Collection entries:
#####

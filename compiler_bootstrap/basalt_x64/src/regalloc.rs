//! Register analysis
//!
//! Three passes run per machine function, in order: a linear scan assigns
//! every instruction a position and produces live ranges for each register
//! it sees; a linear-scan allocator maps virtual ranges onto free physical
//! registers; and a callsite analysis wraps every call in push/pop pairs
//! for the live caller-saved registers.

use crate::mach::{MachFunction, MachInst, MachOperand, Segment, X64Mnemonic, X64Size};
use crate::register::{Register, RegisterClass, X64Register};
use basalt_common::{BasaltError, BasaltResult, Diagnostics, Span};

/// The range of instruction positions over which a register is live.
#[derive(Debug, Clone, Copy)]
pub struct LiveRange {
    /// The register this range tracks; physical ranges keep the physical
    /// register here.
    pub reg: Register,
    /// The physical register allocated over this range.
    pub alloc: Register,
    pub start: u32,
    pub end: u32,
    pub class: RegisterClass,
    /// A killed range is closed and never extended again.
    pub killed: bool,
}

impl LiveRange {
    /// Test if this range overlaps a single position, exclusively of its
    /// endpoints.
    pub fn overlaps(&self, pos: u32) -> bool {
        self.start < pos && pos < self.end
    }

    /// Test if this range overlaps the extent `[start, end]`.
    pub fn overlaps_extent(&self, start: u32, end: u32) -> bool {
        self.start < end && self.end > start
    }
}

/// Allocatable physical registers per class. Only caller-saved registers
/// are handed out: the emitted prologue preserves nothing else.
const GP_POOL: [X64Register; 9] = [
    X64Register::R10,
    X64Register::R11,
    X64Register::R9,
    X64Register::R8,
    X64Register::Rcx,
    X64Register::Rdx,
    X64Register::Rsi,
    X64Register::Rdi,
    X64Register::Rax,
];

const FP_POOL: [X64Register; 15] = [
    X64Register::Xmm1,
    X64Register::Xmm2,
    X64Register::Xmm3,
    X64Register::Xmm4,
    X64Register::Xmm5,
    X64Register::Xmm6,
    X64Register::Xmm7,
    X64Register::Xmm8,
    X64Register::Xmm9,
    X64Register::Xmm10,
    X64Register::Xmm11,
    X64Register::Xmm12,
    X64Register::Xmm13,
    X64Register::Xmm14,
    X64Register::Xmm15,
];

/// Walks every label in order, assigning monotonically increasing
/// positions and growing live ranges for every register operand.
struct LinearScan<'f> {
    func: &'f MachFunction,
    ranges: Vec<LiveRange>,
    pos: u32,
}

impl<'f> LinearScan<'f> {
    fn new(func: &'f MachFunction) -> Self {
        Self { func, ranges: Vec::new(), pos: 0 }
    }

    /// Extend the live range for `reg` to `pos`, creating it if no live
    /// range exists.
    fn update_range(&mut self, reg: Register, class: RegisterClass, pos: u32) -> &mut LiveRange {
        let found = self
            .ranges
            .iter()
            .position(|range| !range.killed && range.reg == reg);

        if let Some(index) = found {
            let range = &mut self.ranges[index];
            range.end = pos;
            return &mut self.ranges[index];
        }

        let alloc = if reg.is_physical() { reg } else { Register::none() };
        self.ranges.push(LiveRange {
            reg,
            alloc,
            start: pos,
            end: pos,
            class,
            killed: false,
        });

        self.ranges.last_mut().unwrap()
    }

    fn process_inst(&mut self, inst: &MachInst) {
        for operand in &inst.operands {
            // Registers appear directly or as memory bases.
            let reg = match operand {
                MachOperand::Reg { reg, .. } => *reg,
                MachOperand::Mem { base, .. } => *base,
                _ => continue,
            };

            let class = if reg.is_physical() {
                reg.physical().class()
            } else {
                self.func
                    .registers
                    .get(&reg.id())
                    .expect("virtual register missing from the register table")
                    .class
            };

            let pos = self.pos;
            let range = self.update_range(reg, class, pos);

            if operand.is_reg() && (operand.is_kill() || operand.is_dead()) {
                // The register dies here; close the range off.
                range.end = pos;
                range.killed = true;
            }
        }
    }

    fn run(mut self) -> Vec<LiveRange> {
        let func = self.func;
        for label in &func.labels {
            for inst in &label.insts {
                self.process_inst(inst);
                self.pos += 1;
            }
        }

        self.ranges
    }
}

/// Linear-scan allocation over live ranges sorted by start position.
struct RegisterAllocator<'r> {
    ranges: &'r mut [LiveRange],
    active: Vec<LiveRange>,
}

impl<'r> RegisterAllocator<'r> {
    fn new(ranges: &'r mut [LiveRange]) -> Self {
        Self { ranges, active: Vec::new() }
    }

    fn active_contains(&self, reg: Register) -> bool {
        self.active.iter().any(|range| range.alloc == reg)
    }

    /// A register is available when no physical live range overlapping the
    /// candidate extent already claims it.
    fn is_available(ranges: &[LiveRange], reg: Register, start: u32, end: u32) -> bool {
        !ranges.iter().any(|range| {
            range.reg.is_physical() && range.reg == reg && range.overlaps_extent(start, end)
        })
    }

    fn expire_intervals(&mut self, start: u32) {
        self.active.retain(|range| range.end >= start);
    }

    fn run(mut self) -> BasaltResult<()> {
        let mut order: Vec<usize> = (0..self.ranges.len()).collect();
        order.sort_by_key(|&i| self.ranges[i].start);

        for index in order {
            let current = self.ranges[index];
            self.expire_intervals(current.start);

            // Physical ranges claim themselves.
            if current.reg.is_physical() {
                self.active.push(current);
                continue;
            }

            let pool: &[X64Register] = match current.class {
                RegisterClass::GeneralPurpose => &GP_POOL,
                RegisterClass::FloatingPoint => &FP_POOL,
            };

            let chosen = pool.iter().copied().map(Register::from).find(|&reg| {
                !self.active_contains(reg)
                    && Self::is_available(self.ranges, reg, current.start, current.end)
            });

            let chosen = match chosen {
                Some(reg) => reg,
                // Spilling is unimplemented; running out of registers is a
                // hard stop.
                None => {
                    return Err(BasaltError::codegen(
                        "register allocation ran out of physical registers",
                    ))
                }
            };

            self.ranges[index].alloc = chosen;
            let mut active = current;
            active.alloc = chosen;
            self.active.push(active);
        }

        Ok(())
    }
}

/// Inserts push/pop pairs around calls for every live caller-saved
/// register.
struct CallsiteAnalysis<'f, 'r> {
    func: &'f mut MachFunction,
    ranges: &'r [LiveRange],
    pos: u32,
}

impl<'f, 'r> CallsiteAnalysis<'f, 'r> {
    fn new(func: &'f mut MachFunction, ranges: &'r [LiveRange]) -> Self {
        Self { func, ranges, pos: 0 }
    }

    fn run(mut self) {
        for label_index in 0..self.func.labels.len() {
            let old_insts = std::mem::take(&mut self.func.labels[label_index].insts);
            let mut insts = Vec::with_capacity(old_insts.len());

            for inst in old_insts {
                if inst.op != X64Mnemonic::Call {
                    insts.push(inst);
                    self.pos += 1;
                    continue;
                }

                // Live caller-saved registers must survive the call.
                let mut to_spill: Vec<X64Register> = Vec::new();
                for range in self.ranges {
                    if !range.overlaps(self.pos) {
                        continue;
                    }

                    let alloc = match X64Register::from_id(range.alloc.id()) {
                        Some(alloc) => alloc,
                        None => continue,
                    };

                    if alloc.is_caller_saved() && !to_spill.contains(&alloc) {
                        to_spill.push(alloc);
                    }
                }

                for &reg in &to_spill {
                    insts.push(
                        MachInst::new(X64Mnemonic::Push, X64Size::Quad).add_reg(reg, 8, false),
                    );
                }

                insts.push(inst);
                self.pos += 1;

                for &reg in to_spill.iter().rev() {
                    insts.push(
                        MachInst::new(X64Mnemonic::Pop, X64Size::Quad).add_reg(reg, 8, true),
                    );
                }
            }

            self.func.labels[label_index].insts = insts;
        }
    }
}

/// The whole-segment register analysis entry point.
pub struct RegisterAnalysis;

impl RegisterAnalysis {
    pub fn run(
        segment: &mut Segment,
        diagnostics: &mut Diagnostics,
        filename: &str,
    ) -> BasaltResult<()> {
        for func in &mut segment.functions {
            let mut ranges = LinearScan::new(func).run();

            if let Err(error) = RegisterAllocator::new(&mut ranges).run() {
                return Err(diagnostics.fatal(error, filename, Span::default()));
            }

            // Propagate allocations into the function's register table.
            for range in &ranges {
                if range.reg.is_physical() {
                    continue;
                }

                if let Some(vreg) = func.registers.get_mut(&range.reg.id()) {
                    vreg.alloc = range.alloc;
                }
            }

            CallsiteAnalysis::new(func, &ranges).run();
        }

        Ok(())
    }

    /// Compute the live ranges of one machine function, for analyses and
    /// tests that inspect liveness without allocating.
    pub fn live_ranges(func: &MachFunction) -> Vec<LiveRange> {
        LinearScan::new(func).run()
    }
}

#####

Working through the entries line by line, count those containing "BasaltError" and report only the number.

2